Regression can be done in n-dimension, but the math remains very similar to doing it in one dimension. When regression uses only one input to predict an output it is called simple linear regression.
The simple linear regression equation is:
\[ y_i = w_0 + w_1x_i + err_i \]
\(y_i\) stands for the output for input i, \(w_0\) is the intercept term, and \(w_1\) is the slope of the line. Again, simple linear regression is simple because you are just fitting a line. In calculus you must have seen the equation for a line - and this is kind of the same idea. The slightly complicated part is finding which line fits the set of points the “best”.
To decide what the best line is, we have to come up with an idea for measuring how good one fit is from another. We can see in many cases which line seems just by observation, but when two different lines look equally good a measure; here I will introduce a fairly standard one known as the residual sum of squares (RSS).
\[RSS = \sum_{i=1}^{n}(y_i - [w_0 + w_1x_i])^2\]
This is a relative measure of distance from the real values to the fitted line. In the initial equation the noise (\(err_i\)) is the vector that makes up for difference between line and predicted value. This value is squared to include consistent distances for negative values, as well as to amplify the distance relative to how far the points are from the line.

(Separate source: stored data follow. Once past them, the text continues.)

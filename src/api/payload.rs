//! Request body for "create conversation".
//!
//! [`ConversationRequest`] is built field by field; a field that has no
//! meaningful value is `None` and is left out of the JSON entirely.  Empty
//! strings are never promoted to `Some`, so the serialised body can contain
//! neither `""` nor `null`.
//!
//! # Identifier precedence
//!
//! | persona | replica | `persona_id` | `replica_id` | `custom_greeting` |
//! |---------|---------|--------------|--------------|-------------------|
//! | empty   | empty   | default      | default      | -                 |
//! | empty   | set     | -            | replica      | greeting          |
//! | set     | empty   | persona      | default      | -                 |
//! | set     | set     | persona      | replica      | -                 |
//!
//! The greeting is only sent when a replica is chosen without a persona,
//! because the service needs some greeting source and there is no persona to
//! provide one.

use serde::Serialize;

use crate::config::{
    FixedConfig, Settings, CONVERSATION_NAME, DEFAULT_PERSONA_ID, DEFAULT_REPLICA_ID,
};
use crate::config::training::DEFAULT_LANGUAGE;

/// The exact JSON object posted to the conversation endpoint.
#[derive(Debug, Clone, Default, PartialEq, Serialize)]
pub struct ConversationRequest {
    #[serde(skip_serializing_if = "Option::is_none")]
    pub conversation_name: Option<String>,
    #[serde(skip_serializing_if = "Option::is_none")]
    pub conversational_context: Option<String>,
    #[serde(skip_serializing_if = "Option::is_none")]
    pub replica_id: Option<String>,
    #[serde(skip_serializing_if = "Option::is_none")]
    pub custom_greeting: Option<String>,
    #[serde(skip_serializing_if = "Option::is_none")]
    pub persona_id: Option<String>,
    #[serde(skip_serializing_if = "Option::is_none")]
    pub language: Option<String>,
}

impl ConversationRequest {
    /// Build the request body for `settings` using the `fixed` trainer text.
    pub fn build(settings: &Settings, fixed: &FixedConfig) -> Self {
        let persona = non_empty(&settings.persona);
        let replica = non_empty(&settings.replica);

        let mut request = Self {
            conversation_name: non_empty(CONVERSATION_NAME),
            conversational_context: non_empty(fixed.conversational_context),
            ..Self::default()
        };

        match (persona, replica) {
            (None, None) => {
                request.persona_id = Some(DEFAULT_PERSONA_ID.to_string());
                request.replica_id = Some(DEFAULT_REPLICA_ID.to_string());
            }
            (None, Some(replica)) => {
                request.replica_id = Some(replica);
                request.custom_greeting = non_empty(fixed.greeting);
            }
            (Some(persona), None) => {
                request.persona_id = Some(persona);
                request.replica_id = Some(DEFAULT_REPLICA_ID.to_string());
            }
            (Some(persona), Some(replica)) => {
                request.persona_id = Some(persona);
                request.replica_id = Some(replica);
            }
        }

        request.language = non_empty(&settings.language).filter(|l| l != DEFAULT_LANGUAGE);

        request
    }
}

fn non_empty(s: &str) -> Option<String> {
    if s.is_empty() {
        None
    } else {
        Some(s.to_string())
    }
}

// ---------------------------------------------------------------------------
// Tests
// ---------------------------------------------------------------------------
//! Config path resolution and default file creation.

use picasso_common::ConfigError;
use std::path::{Path, PathBuf};
use tracing::info;

use crate::schema::PicassoConfig;

/// Get the platform-specific default config file path.
pub fn default_config_path() -> Result<PathBuf, ConfigError> {
    let config_dir = dirs::config_dir()
        .ok_or_else(|| ConfigError::ParseError("could not determine config directory".into()))?;
    Ok(config_dir.join("picasso").join("config.toml"))
}

/// Write a default config file, creating parent directories as needed.
pub fn create_default_config(path: &Path) -> Result<(), ConfigError> {
    if let Some(parent) = path.parent() {
        std::fs::create_dir_all(parent).map_err(|e| {
            ConfigError::ParseError(format!(
                "failed to create config directory {}: {e}",
                parent.display()
            ))
        })?;
    }

    let content = toml::to_string_pretty(&PicassoConfig::default())
        .map_err(|e| ConfigError::ParseError(format!("failed to serialize default config: {e}")))?;

    std::fs::write(path, content).map_err(|e| {
        ConfigError::ParseError(format!(
            "failed to write default config to {}: {e}",
            path.display()
        ))
    })?;

    info!("created default config at {}", path.display());
    Ok(())
}
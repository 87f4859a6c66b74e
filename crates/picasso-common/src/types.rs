//! Chat domain types shared by the store, the clients and the session.

use std::fmt;
use std::str::FromStr;

use chrono::{DateTime, Utc};
use serde::{Deserialize, Serialize};

use crate::id::MessageId;

#[derive(Debug, Clone, Copy, PartialEq, Eq, Serialize, Deserialize)]
#[serde(rename_all = "lowercase")]
pub enum Role {
    User,
    Assistant,
}

/// Coarse sentiment attached to user input.
#[derive(Debug, Clone, Copy, PartialEq, Eq, Hash, Serialize, Deserialize, Default)]
#[serde(rename_all = "lowercase")]
pub enum Mood {
    Happy,
    Sad,
    Anxious,
    Calm,
    Angry,
    #[default]
    Neutral,
}

impl Mood {
    pub const ALL: [Mood; 6] = [
        Mood::Happy,
        Mood::Sad,
        Mood::Anxious,
        Mood::Calm,
        Mood::Angry,
        Mood::Neutral,
    ];

    /// Wire label, as sent to the completion endpoint.
    pub fn as_str(&self) -> &'static str {
        match self {
            Mood::Happy => "happy",
            Mood::Sad => "sad",
            Mood::Anxious => "anxious",
            Mood::Calm => "calm",
            Mood::Angry => "angry",
            Mood::Neutral => "neutral",
        }
    }

    /// Emoji used when the classifier omits one.
    pub fn default_emoji(&self) -> &'static str {
        match self {
            Mood::Happy => "😊",
            Mood::Sad => "😢",
            Mood::Anxious => "😰",
            Mood::Calm => "😌",
            Mood::Angry => "😠",
            Mood::Neutral => "🙂",
        }
    }
}

impl fmt::Display for Mood {
    fn fmt(&self, f: &mut fmt::Formatter<'_>) -> fmt::Result {
        f.write_str(self.as_str())
    }
}

#[derive(Debug, Clone, PartialEq, Eq, thiserror::Error)]
#[error("unknown mood label: {0}")]
pub struct UnknownMood(pub String);

impl FromStr for Mood {
    type Err = UnknownMood;

    /// Case-insensitive, surrounding whitespace ignored.
    fn from_str(s: &str) -> Result<Self, Self::Err> {
        let needle = s.trim();
        Mood::ALL
            .into_iter()
            .find(|m| m.as_str().eq_ignore_ascii_case(needle))
            .ok_or_else(|| UnknownMood(s.to_string()))
    }
}

#[derive(Debug, Clone, PartialEq, Serialize, Deserialize)]
pub struct MoodData {
    pub mood: Mood,
    pub confidence: f64,
    pub emoji: String,
}

impl MoodData {
    pub const FALLBACK_CONFIDENCE: f64 = 0.5;

    /// `{neutral, 0.5, "🙂"}`: used whenever classification fails and as
    /// the session's initial mood.
    pub fn fallback() -> Self {
        Self {
            mood: Mood::Neutral,
            confidence: Self::FALLBACK_CONFIDENCE,
            emoji: Mood::Neutral.default_emoji().to_string(),
        }
    }
}

impl Default for MoodData {
    fn default() -> Self {
        Self::fallback()
    }
}

#[derive(Debug, Clone, PartialEq, Serialize, Deserialize)]
pub struct Message {
    pub id: MessageId,
    pub role: Role,
    pub content: String,
    #[serde(default, skip_serializing_if = "Option::is_none")]
    pub mood: Option<MoodData>,
    #[serde(with = "rfc3339")]
    pub timestamp: DateTime<Utc>,
}

impl Message {
    pub fn user(content: impl Into<String>, mood: MoodData) -> Self {
        Self {
            id: MessageId::new(),
            role: Role::User,
            content: content.into(),
            mood: Some(mood),
            timestamp: Utc::now(),
        }
    }

    pub fn assistant(content: impl Into<String>) -> Self {
        Self {
            id: MessageId::new(),
            role: Role::Assistant,
            content: content.into(),
            mood: None,
            timestamp: Utc::now(),
        }
    }
}

/// Timestamps as RFC 3339 UTC strings with a `Z` suffix.
///
/// Sub-second digits are kept as-is so a save/load cycle is lossless;
/// millisecond strings such as `2024-05-01T10:00:00.123Z` parse too.
mod rfc3339 {
    use chrono::{DateTime, SecondsFormat, Utc};
    use serde::{Deserialize, Deserializer, Serializer};

    pub fn serialize<S: Serializer>(ts: &DateTime<Utc>, serializer: S) -> Result<S::Ok, S::Error> {
        serializer.serialize_str(&ts.to_rfc3339_opts(SecondsFormat::AutoSi, true))
    }

    pub fn deserialize<'de, D: Deserializer<'de>>(deserializer: D) -> Result<DateTime<Utc>, D::Error> {
        let raw = String::deserialize(deserializer)?;
        DateTime::parse_from_rfc3339(&raw)
            .map(|dt| dt.with_timezone(&Utc))
            .map_err(serde::de::Error::custom)
    }
}

#[cfg(test)]
mod tests {
    use super::*;

    #[test]
    fn mood_parses_case_insensitively() {
        assert_eq!("Happy".parse::<Mood>().unwrap(), Mood::Happy);
        assert_eq!("  ANXIOUS ".parse::<Mood>().unwrap(), Mood::Anxious);
        assert!("ecstatic".parse::<Mood>().is_err());
    }

    #[test]
    fn mood_serializes_lowercase() {
        let json = serde_json::to_string(&Mood::Calm).unwrap();
        assert_eq!(json, "\"calm\"");
    }

    #[test]
    fn fallback_mood_is_neutral() {
        let fallback = MoodData::fallback();
        assert_eq!(fallback.mood, Mood::Neutral);
        assert_eq!(fallback.confidence, 0.5);
        assert_eq!(fallback.emoji, "🙂");
        assert_eq!(MoodData::default(), fallback);
    }

    #[test]
    fn assistant_message_has_no_mood() {
        let msg = Message::assistant("hi");
        assert_eq!(msg.role, Role::Assistant);
        assert!(msg.mood.is_none());
        let json = serde_json::to_value(&msg).unwrap();
        assert!(json.get("mood").is_none());
    }

    #[test]
    fn message_timestamp_is_rfc3339_with_z() {
        let msg = Message::user("hello", MoodData::fallback());
        let json = serde_json::to_value(&msg).unwrap();
        let ts = json["timestamp"].as_str().unwrap();
        assert!(ts.ends_with('Z'));
        let back: Message = serde_json::from_value(json).unwrap();
        assert_eq!(back, msg);
    }

    #[test]
    fn message_accepts_millisecond_iso_timestamps() {
        let json = r#"{
            "id": "m1",
            "role": "user",
            "content": "hey",
            "mood": {"mood": "sad", "confidence": 0.8, "emoji": "😢"},
            "timestamp": "2024-05-01T10:00:00.123Z"
        }"#;
        let msg: Message = serde_json::from_str(json).unwrap();
        assert_eq!(msg.id.as_str(), "m1");
        assert_eq!(msg.mood.unwrap().mood, Mood::Sad);
        assert_eq!(msg.timestamp.timestamp_subsec_millis(), 123);
    }

    #[test]
    fn message_rejects_garbage_timestamp() {
        let json = r#"{"id":"m1","role":"assistant","content":"","timestamp":"yesterday"}"#;
        assert!(serde_json::from_str::<Message>(json).is_err());
    }
}
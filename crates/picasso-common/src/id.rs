use serde::{Deserialize, Serialize};
use std::fmt;

pub fn new_id() -> String {
    uuid::Uuid::new_v4().to_string()
}

/// Opaque message identifier. Generated once, never derived from content.
#[derive(Debug, Clone, PartialEq, Eq, Hash, Serialize, Deserialize)]
#[serde(transparent)]
pub struct MessageId(String);

impl MessageId {
    pub fn new() -> Self {
        Self(new_id())
    }

    pub fn as_str(&self) -> &str {
        &self.0
    }
}

impl Default for MessageId {
    fn default() -> Self {
        Self::new()
    }
}

impl From<&str> for MessageId {
    fn from(value: &str) -> Self {
        Self(value.to_string())
    }
}

impl From<String> for MessageId {
    fn from(value: String) -> Self {
        Self(value)
    }
}

impl fmt::Display for MessageId {
    fn fmt(&self, f: &mut fmt::Formatter<'_>) -> fmt::Result {
        write!(f, "{}", self.0)
    }
}
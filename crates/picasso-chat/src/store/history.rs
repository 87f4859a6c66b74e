//! Chat history codec: a JSON array of messages under one key.

use picasso_common::{Message, StoreError};
use tracing::warn;

use super::KeyValueStore;

/// Load the persisted history. Read or parse failures yield an empty
/// history (a fresh session).
pub fn load(store: &dyn KeyValueStore, key: &str) -> Vec<Message> {
    let raw = match store.get(key) {
        Ok(Some(raw)) => raw,
        Ok(None) => return Vec::new(),
        Err(e) => {
            warn!(key = %key, "failed to read chat history: {e}");
            return Vec::new();
        }
    };

    match serde_json::from_str(&raw) {
        Ok(messages) => messages,
        Err(e) => {
            warn!(key = %key, "discarding unreadable chat history: {e}");
            Vec::new()
        }
    }
}

pub fn save(store: &dyn KeyValueStore, key: &str, messages: &[Message]) -> Result<(), StoreError> {
    let json =
        serde_json::to_string(messages).map_err(|e| StoreError::Serialization(e.to_string()))?;
    store.set(key, &json)
}

pub fn erase(store: &dyn KeyValueStore, key: &str) -> Result<(), StoreError> {
    store.remove(key)
}
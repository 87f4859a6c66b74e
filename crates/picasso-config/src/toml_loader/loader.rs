//! Core TOML config loading: read from path or platform default.

use picasso_common::ConfigError;
use std::path::Path;
use tracing::{info, warn};

use super::paths::{create_default_config, default_config_path};
use crate::schema::PicassoConfig;
use crate::validation;

pub const ENV_BASE_URL: &str = "PICASSO_BASE_URL";
pub const ENV_API_KEY: &str = "PICASSO_API_KEY";

/// Load config from a specific TOML file path.
///
/// Missing fields take serde defaults. Validation failures are logged and
/// the parsed config is returned as-is; `crate::load_config` is the strict
/// entry point.
pub fn load_from_path(path: &Path) -> Result<PicassoConfig, ConfigError> {
    if !path.exists() {
        return Err(ConfigError::FileNotFound(path.to_path_buf()));
    }

    let content = std::fs::read_to_string(path)
        .map_err(|e| ConfigError::ParseError(format!("failed to read {}: {e}", path.display())))?;

    let config: PicassoConfig = toml::from_str(&content)
        .map_err(|e| ConfigError::ParseError(format!("failed to parse TOML: {e}")))?;

    if let Err(e) = validation::validate(&config) {
        warn!("config validation warning: {e}");
    }

    info!("loaded config from {}", path.display());
    Ok(config)
}

/// Load config from the platform default path, creating it on first run.
pub fn load_default() -> Result<PicassoConfig, ConfigError> {
    let path = default_config_path()?;

    match load_from_path(&path) {
        Ok(config) => Ok(config),
        Err(ConfigError::FileNotFound(_)) => {
            info!("no config found at {}, creating default", path.display());
            if let Err(e) = create_default_config(&path) {
                warn!("could not write default config: {e}");
            }
            Ok(PicassoConfig::default())
        }
        Err(e) => Err(e),
    }
}

/// Overlay `PICASSO_BASE_URL` / `PICASSO_API_KEY` from the process environment.
pub fn apply_env_overrides(config: &mut PicassoConfig) {
    apply_overrides(config, |key| std::env::var(key).ok());
}

pub(super) fn apply_overrides(
    config: &mut PicassoConfig,
    lookup: impl Fn(&str) -> Option<String>,
) {
    if let Some(url) = lookup(ENV_BASE_URL).filter(|v| !v.trim().is_empty()) {
        config.endpoints.base_url = url;
    }
    if let Some(key) = lookup(ENV_API_KEY).filter(|v| !v.trim().is_empty()) {
        config.endpoints.api_key = key;
    }
}
//! Chat engine for the Picasso companion.
//!
//! Provides:
//! - SSE fragment decoding tolerant of arbitrary chunk boundaries
//! - A mood classifier client with a neutral fallback
//! - A streaming completion client for the chat gateway
//! - `ChatSession`, which reconciles the streamed reply into a
//!   mood-tagged history kept in a key-value store

pub mod completion;
pub mod http;
pub mod mood;
pub mod session;
pub mod store;
pub mod streaming;

pub use completion::{ChatTurn, CompletionClient, CompletionRequest, HttpCompletionClient};
pub use mood::{FixedMoodClassifier, HttpMoodClassifier, MoodClassifier};
pub use session::{ChatSession, SendOutcome, SessionState, FALLBACK_REPLY};
pub use store::{FileStore, KeyValueStore, MemoryStore};
pub use streaming::{fragment_stream, ByteStream, FrameDecoder};

pub use picasso_common::{ChatError, Message, MessageId, Mood, MoodData, Role};
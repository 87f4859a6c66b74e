//! Mood classification client.
//!
//! One `POST {text}` per user utterance; the endpoint answers
//! `{mood, confidence, emoji}`. Any failure degrades to
//! [`MoodData::fallback`] so classification can never block sending.

use async_trait::async_trait;
use picasso_common::{ChatError, Mood, MoodData};
use picasso_config::{EndpointConfig, HttpConfig};
use serde::Deserialize;
use tracing::{debug, warn};

use crate::http::{build_client, with_auth};

#[async_trait]
pub trait MoodClassifier: Send + Sync {
    /// Classify `text`. Infallible: failures yield the neutral fallback.
    async fn classify(&self, text: &str) -> MoodData;
}

/// Response body as sent by the endpoint, before normalisation.
#[derive(Debug, Deserialize)]
struct RawMood {
    mood: String,
    #[serde(default)]
    confidence: Option<f64>,
    #[serde(default)]
    emoji: Option<String>,
}

/// Normalise an endpoint response. `None` when the label is unknown.
fn normalize(raw: RawMood) -> Option<MoodData> {
    let mood: Mood = raw.mood.parse().ok()?;
    let confidence = match raw.confidence {
        Some(c) if c.is_finite() => c.clamp(0.0, 1.0),
        _ => MoodData::FALLBACK_CONFIDENCE,
    };
    let emoji = raw
        .emoji
        .map(|e| e.trim().to_string())
        .filter(|e| !e.is_empty())
        .unwrap_or_else(|| mood.default_emoji().to_string());

    Some(MoodData {
        mood,
        confidence,
        emoji,
    })
}

/// Parse a response body into a `MoodData`, or the fallback.
pub fn parse_mood_response(body: &str) -> MoodData {
    match serde_json::from_str::<RawMood>(body) {
        Ok(raw) => normalize(raw).unwrap_or_else(|| {
            warn!("mood endpoint returned an unknown label");
            MoodData::fallback()
        }),
        Err(e) => {
            warn!("unreadable mood response: {e}");
            MoodData::fallback()
        }
    }
}

/// Mood classifier backed by the gateway's analyze-mood function.
pub struct HttpMoodClassifier {
    url: String,
    api_key: String,
    http: reqwest::Client,
}

impl HttpMoodClassifier {
    pub fn new(endpoints: &EndpointConfig, http: &HttpConfig) -> Result<Self, ChatError> {
        Ok(Self::with_client(endpoints, build_client(http)?))
    }

    pub fn with_client(endpoints: &EndpointConfig, http: reqwest::Client) -> Self {
        Self {
            url: endpoints.mood_url(),
            api_key: endpoints.api_key.clone(),
            http,
        }
    }

    async fn request(&self, text: &str) -> Result<String, ChatError> {
        let response = with_auth(self.http.post(&self.url), &self.api_key)
            .json(&serde_json::json!({ "text": text }))
            .send()
            .await
            .map_err(|e| ChatError::Network(e.to_string()))?;

        let status = response.status();
        if !status.is_success() {
            return Err(ChatError::Status {
                status: status.as_u16(),
                message: String::new(),
            });
        }

        response
            .text()
            .await
            .map_err(|e| ChatError::Network(e.to_string()))
    }
}

#[async_trait]
impl MoodClassifier for HttpMoodClassifier {
    async fn classify(&self, text: &str) -> MoodData {
        debug!(len = text.len(), "mood classification request");
        match self.request(text).await {
            Ok(body) => parse_mood_response(&body),
            Err(e) => {
                warn!("mood classification failed, using fallback: {e}");
                MoodData::fallback()
            }
        }
    }
}

/// Classifier that always answers the same mood. Useful offline.
#[derive(Debug, Clone, Default)]
pub struct FixedMoodClassifier(pub MoodData);

#[async_trait]
impl MoodClassifier for FixedMoodClassifier {
    async fn classify(&self, _text: &str) -> MoodData {
        self.0.clone()
    }
}
pub mod errors;
pub mod id;
pub mod logging;
pub mod types;

pub use errors::{ChatError, ConfigError, PicassoError, StoreError};
pub use id::{new_id, MessageId};
pub use types::{Message, Mood, MoodData, Role};
//! Durable key-value text storage for chat history and settings.
//!
//! The session writes through a [`KeyValueStore`]; [`FileStore`] keeps one
//! file per key on disk, [`MemoryStore`] keeps everything in process.

mod file;
pub mod history;
mod memory;
pub mod settings;

pub use file::FileStore;
pub use memory::MemoryStore;

use picasso_common::StoreError;

/// Process-local, single-writer, last-write-wins text storage.
pub trait KeyValueStore: Send + Sync {
    fn get(&self, key: &str) -> Result<Option<String>, StoreError>;

    fn set(&self, key: &str, value: &str) -> Result<(), StoreError>;

    /// Removing an absent key is not an error.
    fn remove(&self, key: &str) -> Result<(), StoreError>;
}
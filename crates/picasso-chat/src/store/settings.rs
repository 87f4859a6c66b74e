//! App settings persisted under their own key.

use picasso_common::StoreError;
use picasso_config::{AppSettings, SettingUpdate};
use tracing::warn;

use super::KeyValueStore;

/// Load settings, merging stored fields over defaults.
pub fn load(store: &dyn KeyValueStore, key: &str) -> AppSettings {
    match store.get(key) {
        Ok(Some(raw)) => AppSettings::from_stored(&raw),
        Ok(None) => AppSettings::default(),
        Err(e) => {
            warn!(key = %key, "failed to read settings: {e}");
            AppSettings::default()
        }
    }
}

pub fn save(store: &dyn KeyValueStore, key: &str, settings: &AppSettings) -> Result<(), StoreError> {
    store.set(key, &settings.to_stored())
}

/// Apply one change and persist the result immediately.
pub fn update(
    store: &dyn KeyValueStore,
    key: &str,
    update: SettingUpdate,
) -> Result<AppSettings, StoreError> {
    let mut settings = load(store, key);
    settings.apply(update);
    save(store, key, &settings)?;
    Ok(settings)
}

#[cfg(test)]
mod tests {
    use super::*;
    use crate::store::MemoryStore;
    use picasso_config::Theme;

    const KEY: &str = "picasso-settings";

    #[test]
    fn defaults_when_absent() {
        assert_eq!(load(&MemoryStore::new(), KEY), AppSettings::default());
    }

    #[test]
    fn update_persists() {
        let store = MemoryStore::new();
        let updated = update(&store, KEY, SettingUpdate::Theme(Theme::Light)).unwrap();
        assert_eq!(updated.theme, Theme::Light);

        let reloaded = load(&store, KEY);
        assert_eq!(reloaded, updated);
        assert_eq!(reloaded.voice_rate, 0.9);
    }

    #[test]
    fn partial_stored_object_keeps_defaults() {
        let store = MemoryStore::new();
        store.set(KEY, r#"{"voiceRate":1.5}"#).unwrap();
        let settings = load(&store, KEY);
        assert_eq!(settings.voice_rate, 1.5);
        assert_eq!(settings.voice_pitch, 1.0);
        assert_eq!(settings.theme, Theme::System);
    }
}
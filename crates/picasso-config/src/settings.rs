//! User-facing app settings (voice and theme).
//!
//! Stored as a flat camelCase JSON object, e.g.
//! `{"voiceRate":0.9,"voicePitch":1.0,"theme":"system"}`.

use serde::{Deserialize, Serialize};

#[derive(Debug, Clone, Copy, PartialEq, Eq, Serialize, Deserialize, Default)]
#[serde(rename_all = "lowercase")]
pub enum Theme {
    Light,
    Dark,
    #[default]
    System,
}

impl Theme {
    /// Whether dark styling applies, given the OS preference.
    pub fn resolve(&self, system_prefers_dark: bool) -> bool {
        match self {
            Theme::Light => false,
            Theme::Dark => true,
            Theme::System => system_prefers_dark,
        }
    }
}

#[derive(Debug, Clone, PartialEq, Serialize, Deserialize)]
#[serde(default, rename_all = "camelCase")]
pub struct AppSettings {
    pub voice_rate: f64,
    pub voice_pitch: f64,
    pub theme: Theme,
}

impl Default for AppSettings {
    fn default() -> Self {
        Self {
            voice_rate: 0.9,
            voice_pitch: 1.0,
            theme: Theme::System,
        }
    }
}

/// A single-field settings change.
#[derive(Debug, Clone, Copy, PartialEq)]
pub enum SettingUpdate {
    VoiceRate(f64),
    VoicePitch(f64),
    Theme(Theme),
}

impl AppSettings {
    /// Parse a stored value, filling missing fields from defaults.
    /// Anything unparseable yields the defaults.
    pub fn from_stored(raw: &str) -> Self {
        match serde_json::from_str(raw) {
            Ok(settings) => settings,
            Err(e) => {
                tracing::warn!("ignoring malformed stored settings: {e}");
                Self::default()
            }
        }
    }

    pub fn to_stored(&self) -> String {
        serde_json::to_string(self).unwrap_or_else(|_| "{}".to_string())
    }

    pub fn apply(&mut self, update: SettingUpdate) {
        match update {
            SettingUpdate::VoiceRate(rate) => self.voice_rate = rate,
            SettingUpdate::VoicePitch(pitch) => self.voice_pitch = pitch,
            SettingUpdate::Theme(theme) => self.theme = theme,
        }
    }
}

#[cfg(test)]
mod tests {
    use super::*;

    #[test]
    fn defaults() {
        let settings = AppSettings::default();
        assert_eq!(settings.voice_rate, 0.9);
        assert_eq!(settings.voice_pitch, 1.0);
        assert_eq!(settings.theme, Theme::System);
    }

    #[test]
    fn stored_fields_merge_over_defaults() {
        let settings = AppSettings::from_stored(r#"{"theme":"dark"}"#);
        assert_eq!(settings.theme, Theme::Dark);
        assert_eq!(settings.voice_rate, 0.9);
    }

    #[test]
    fn malformed_stored_value_yields_defaults() {
        assert_eq!(AppSettings::from_stored("{not json"), AppSettings::default());
        assert_eq!(
            AppSettings::from_stored(r#"{"theme":"sepia"}"#),
            AppSettings::default()
        );
    }

    #[test]
    fn serializes_camel_case() {
        let json = AppSettings::default().to_stored();
        assert!(json.contains("\"voiceRate\":0.9"));
        assert!(json.contains("\"voicePitch\":1.0"));
        assert!(json.contains("\"theme\":\"system\""));
    }

    #[test]
    fn apply_updates_one_field() {
        let mut settings = AppSettings::default();
        settings.apply(SettingUpdate::VoicePitch(1.4));
        assert_eq!(settings.voice_pitch, 1.4);
        assert_eq!(settings.voice_rate, 0.9);
    }

    #[test]
    fn theme_resolution() {
        assert!(!Theme::Light.resolve(true));
        assert!(Theme::Dark.resolve(false));
        assert!(Theme::System.resolve(true));
        assert!(!Theme::System.resolve(false));
    }
}
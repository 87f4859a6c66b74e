//! Tests for TOML config loading and env overrides.

use super::loader::apply_overrides;
use super::*;
use crate::schema::PicassoConfig;
use std::path::Path;

#[test]
fn load_from_nonexistent_returns_file_not_found() {
    let result = load_from_path(Path::new("/tmp/nonexistent_picasso_config.toml"));
    assert!(matches!(
        result.unwrap_err(),
        picasso_common::ConfigError::FileNotFound(_)
    ));
}

#[test]
fn load_valid_partial_toml() {
    let dir = tempfile::tempdir().unwrap();
    let path = dir.path().join("config.toml");
    std::fs::write(
        &path,
        r#"
[endpoints]
base_url = "https://abc.supabase.co"
api_key = "anon"

[http]
connect_timeout_secs = 5
"#,
    )
    .unwrap();

    let config = load_from_path(&path).unwrap();
    assert_eq!(config.endpoints.base_url, "https://abc.supabase.co");
    assert_eq!(config.endpoints.api_key, "anon");
    assert_eq!(config.http.connect_timeout_secs, 5);
    // Defaults preserved
    assert_eq!(config.endpoints.chat_path, "functions/v1/chat");
    assert_eq!(config.storage.history_key, "picasso-chat-history");
}

#[test]
fn load_invalid_toml_returns_parse_error() {
    let dir = tempfile::tempdir().unwrap();
    let path = dir.path().join("config.toml");
    std::fs::write(&path, "this is not valid toml {{{").unwrap();

    let err = load_from_path(&path).unwrap_err();
    assert!(matches!(err, picasso_common::ConfigError::ParseError(_)));
}

#[test]
fn created_default_config_loads_back() {
    let dir = tempfile::tempdir().unwrap();
    let path = dir.path().join("nested").join("config.toml");
    create_default_config(&path).unwrap();

    let config = load_from_path(&path).unwrap();
    assert_eq!(config, PicassoConfig::default());
}

#[test]
fn env_overrides_replace_endpoint_fields() {
    let mut config = PicassoConfig::default();
    apply_overrides(&mut config, |key| match key {
        ENV_BASE_URL => Some("https://override.example".into()),
        ENV_API_KEY => Some("key-123".into()),
        _ => None,
    });
    assert_eq!(config.endpoints.base_url, "https://override.example");
    assert_eq!(config.endpoints.api_key, "key-123");
}

#[test]
fn blank_env_overrides_are_ignored() {
    let mut config = PicassoConfig::default();
    apply_overrides(&mut config, |_| Some("   ".into()));
    assert_eq!(config, PicassoConfig::default());
}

But how to find whether a particular line has the minimum RSS?
You know from calculus finding the minimum of things usually involves some sort of a derivative. Clearly one line fits the best (least error) so if we take every possible line going through the same (similar) intercepts, they will converge at a minimum RSS. (Think about why there can’t be two lines of minimum RSS).
The algorithm used to find the minimum line is known as gradient descent. This will give approximately the correct answer, and functions by way of hill climbing. Gradient descent is usually done in the back end of most packages - but I will give a short description of the algorithm here. Many resources are online that can explain one of the steps or theory if it is unclear.
The idea is that given a step size (n), a weight vector (w), and a tolerance: while not converged: \[w^{(t+1)} = w^{(t)} - n\nabla g(w^{(t)})\]
In the case of simple linear regression, we want: \[min_{w_0,w_1}\sum_{i=1}^{N}(y_i-[w_0+w_1 x_i])^2\]
So we need the gradient of the RSS expression with respect to \(w_0\) and \(w_1\), which (you can check it yourself) evaluates to:
\[ \nabla RSS(w_0, w_1) = \begin{bmatrix} -2\sum_{i=1}^{N}[y_i-(w_0+w_1x_i)] \\ -2\sum_{i=1}^{N}[y_i-(w_0+w_1x_i)]x_i \end{bmatrix} \]
This idea can translate to more than 2 dimensions and in that case rather than finding a local min/max in a curve, it will involve finding the local min/max in a plane or hyperplane.
To demonstrate linear regression in R, we will use the built in “cars” package which has speed and distance information from 50 cars.
cars
## speed dist
## 1 4 2
## 2 4 10
## 3 7 4
## 4 7 22
## 5 8 16
## 6 9 10
## 7 10 18
## 8 10 26
## 9 10 34
## 10 11 17
## 11 11 28
## 12 12 14
## 13 12 20
## 14 12 24
## 15 12 28
## 16 13 26
## 17 13 34
## 18 13 34
## 19 13 46
## 20 14 26
## 21 14 36
## 22 14 60
## 23 14 80
## 24 15 20
## 25 15 26
## 26 15 54
## 27 16 32
## 28 16 40
## 29 17 32
## 30 17 40
## 31 17 50
## 32 18 42
## 33 18 56
## 34 18 76
## 35 18 84
## 36 19 36
## 37 19 46
## 38 19 68
## 39 20 32
## 40 20 48
## 41 20 52
## 42 20 56
## 43 20 64
## 44 22 66
## 45 23 54
## 46 24 70
## 47 24 92
## 48 24 93
## 49 24 120
## 50 25 85
The following questions are just some filtering tasks to get some more ideas about the data:
What’s the average speed of cars with distance larger than 30?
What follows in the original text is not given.